▸ **Supplied data**
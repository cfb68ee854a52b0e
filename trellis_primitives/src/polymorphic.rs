// Copyright 2025 the Trellis Authors
// SPDX-License-Identifier: Apache-2.0 OR MIT

//! Polymorphic element descriptions.
//!
//! Components do not render markup themselves. Each one produces an [`Element`]: the
//! element kind, its attributes and its composed event handlers. The host turns that
//! into real UI and routes input back through [`Element::dispatch`].
//!
//! The element kind is chosen once, when the component is constructed, from the
//! component's default and an optional `as_` override. Rendering adds no wrapper and
//! no structure of its own.

use alloc::borrow::Cow;
use alloc::string::{String, ToString};
use alloc::vec::Vec;
use core::fmt;
use core::str::FromStr;

use trellis_event_state::event::DomEvent;
use trellis_event_state::handlers::EventHandlers;

use crate::dataset::DataSet;
use crate::error::Error;

/// The kind of element a component renders as.
#[derive(Clone, Debug, PartialEq, Eq, Hash)]
pub enum ElementKind {
    /// `div`
    Div,
    /// `span`
    Span,
    /// `label`
    Label,
    /// `button`
    Button,
    /// `a`
    A,
    /// `input`
    Input,
    /// `h3`
    H3,
    /// Any other element, by lowercase tag name.
    Custom(Cow<'static, str>),
}

impl ElementKind {
    /// The tag name.
    pub fn tag(&self) -> &str {
        match self {
            Self::Div => "div",
            Self::Span => "span",
            Self::Label => "label",
            Self::Button => "button",
            Self::A => "a",
            Self::Input => "input",
            Self::H3 => "h3",
            Self::Custom(tag) => tag,
        }
    }

    /// Whether the host follows Enter/Space activation of this element with a
    /// synthesized click: buttons, links and inputs.
    pub fn synthesizes_key_click(&self) -> bool {
        matches!(self, Self::Button | Self::A | Self::Input)
    }
}

impl FromStr for ElementKind {
    type Err = Error;

    fn from_str(tag: &str) -> Result<Self, Self::Err> {
        let kind = match tag {
            "div" => Self::Div,
            "span" => Self::Span,
            "label" => Self::Label,
            "button" => Self::Button,
            "a" => Self::A,
            "input" => Self::Input,
            "h3" => Self::H3,
            _ => {
                let mut chars = tag.chars();
                let starts_with_letter = chars.next().is_some_and(|c| c.is_ascii_lowercase());
                let rest_valid =
                    chars.all(|c| c.is_ascii_lowercase() || c.is_ascii_digit() || c == '-');
                if !starts_with_letter || !rest_valid {
                    return Err(Error::InvalidElement(tag.to_string()));
                }
                Self::Custom(Cow::Owned(tag.to_string()))
            }
        };
        Ok(kind)
    }
}

impl fmt::Display for ElementKind {
    fn fmt(&self, f: &mut fmt::Formatter<'_>) -> fmt::Result {
        f.write_str(self.tag())
    }
}

/// An ordered attribute map.
///
/// Setting an existing name replaces its value in place, so attributes keep the
/// order in which they were first set.
#[derive(Clone, Debug, Default, PartialEq, Eq)]
pub struct Attributes {
    entries: Vec<(Cow<'static, str>, String)>,
}

impl Attributes {
    /// An empty map.
    pub fn new() -> Self {
        Self::default()
    }

    /// Set `name` to `value`.
    pub fn set(&mut self, name: impl Into<Cow<'static, str>>, value: impl Into<String>) {
        let name = name.into();
        let value = value.into();
        match self.entries.iter_mut().find(|(n, _)| *n == name) {
            Some((_, slot)) => *slot = value,
            None => self.entries.push((name, value)),
        }
    }

    /// Builder form of [`set`](Self::set).
    pub fn with(mut self, name: impl Into<Cow<'static, str>>, value: impl Into<String>) -> Self {
        self.set(name, value);
        self
    }

    /// Set `name` when `value` is `Some`, remove it otherwise.
    pub fn set_opt(&mut self, name: impl Into<Cow<'static, str>>, value: Option<impl Into<String>>) {
        let name = name.into();
        match value {
            Some(value) => self.set(name, value),
            None => {
                self.remove(&name);
            }
        }
    }

    /// Set `name` to the empty string when `present`, remove it otherwise.
    pub fn set_flag(&mut self, name: impl Into<Cow<'static, str>>, present: bool) {
        self.set_opt(name, present.then_some(""));
    }

    /// Remove `name`, returning its value.
    pub fn remove(&mut self, name: &str) -> Option<String> {
        let index = self.entries.iter().position(|(n, _)| n == name)?;
        Some(self.entries.remove(index).1)
    }

    /// The value of `name`.
    pub fn get(&self, name: &str) -> Option<&str> {
        self.entries
            .iter()
            .find(|(n, _)| n == name)
            .map(|(_, v)| v.as_str())
    }

    /// Whether `name` is set.
    pub fn contains(&self, name: &str) -> bool {
        self.get(name).is_some()
    }

    /// Number of attributes.
    pub fn len(&self) -> usize {
        self.entries.len()
    }

    /// Whether no attribute is set.
    pub fn is_empty(&self) -> bool {
        self.entries.is_empty()
    }

    /// Attributes in order.
    pub fn iter(&self) -> impl Iterator<Item = (&str, &str)> {
        self.entries.iter().map(|(n, v)| (&**n, v.as_str()))
    }

    /// Write every exposed key of `dataset`: present keys as `""`, absent ones removed.
    pub fn apply_dataset(&mut self, dataset: &DataSet) {
        for (name, value) in dataset.iter() {
            self.set_opt(name, value);
        }
    }

    /// Overlay `other`; its values win.
    pub fn merge(&mut self, other: Self) {
        for (name, value) in other.entries {
            self.set(name, value);
        }
    }
}

/// Caller-supplied input to a component's render: extra attributes and handlers.
#[derive(Debug, Default)]
pub struct ElementProps {
    /// Pass-through attributes; they override the component's own.
    pub attributes: Attributes,
    /// Caller handlers; they run before the component's own.
    pub handlers: EventHandlers,
}

impl ElementProps {
    /// Empty props.
    pub fn new() -> Self {
        Self::default()
    }

    /// Add a pass-through attribute.
    pub fn attr(mut self, name: impl Into<Cow<'static, str>>, value: impl Into<String>) -> Self {
        self.attributes.set(name, value);
        self
    }

    /// Replace the caller handlers.
    pub fn handlers(mut self, handlers: EventHandlers) -> Self {
        self.handlers = handlers;
        self
    }
}

/// The element kind a component resolved at construction.
#[derive(Clone, Debug, PartialEq, Eq)]
pub struct Polymorphic {
    kind: ElementKind,
}

impl Polymorphic {
    /// Resolve `as_` against the component's default kind.
    pub fn new(default: ElementKind, as_: Option<ElementKind>) -> Self {
        Self {
            kind: as_.unwrap_or(default),
        }
    }

    /// The resolved kind.
    pub fn kind(&self) -> &ElementKind {
        &self.kind
    }

    /// Render with the component's own attributes and handlers plus the caller's props.
    pub fn render(&self, own: Attributes, props: ElementProps, internal: EventHandlers) -> Element {
        let mut attributes = own;
        attributes.merge(props.attributes);
        Element {
            kind: self.kind.clone(),
            attributes,
            handlers: EventHandlers::compose(props.handlers, internal),
        }
    }
}

/// A rendered element description.
#[derive(Debug)]
pub struct Element {
    /// What to render.
    pub kind: ElementKind,
    /// Attributes in order.
    pub attributes: Attributes,
    /// Composed handlers.
    pub handlers: EventHandlers,
}

impl Element {
    /// Deliver `event` to this element's handlers. Returns whether a handler ran.
    pub fn dispatch(&mut self, event: &mut DomEvent) -> bool {
        self.handlers.dispatch(event)
    }

    /// The value of attribute `name`.
    pub fn attr(&self, name: &str) -> Option<&str> {
        self.attributes.get(name)
    }
}

impl fmt::Display for Element {
    /// Formats the opening tag, e.g. `<label id="a" data-checked="">`.
    fn fmt(&self, f: &mut fmt::Formatter<'_>) -> fmt::Result {
        write!(f, "<{}", self.kind)?;
        for (name, value) in self.attributes.iter() {
            write!(f, " {name}=\"")?;
            for c in value.chars() {
                match c {
                    '&' => f.write_str("&amp;")?,
                    '"' => f.write_str("&quot;")?,
                    '<' => f.write_str("&lt;")?,
                    c => write!(f, "{c}")?,
                }
            }
            f.write_str("\"")?;
        }
        f.write_str(">")
    }
}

▸ **Brief**
Each line of the material above that holds "ElementProps" counts once; give the total and nothing else.

▸ **Response**
3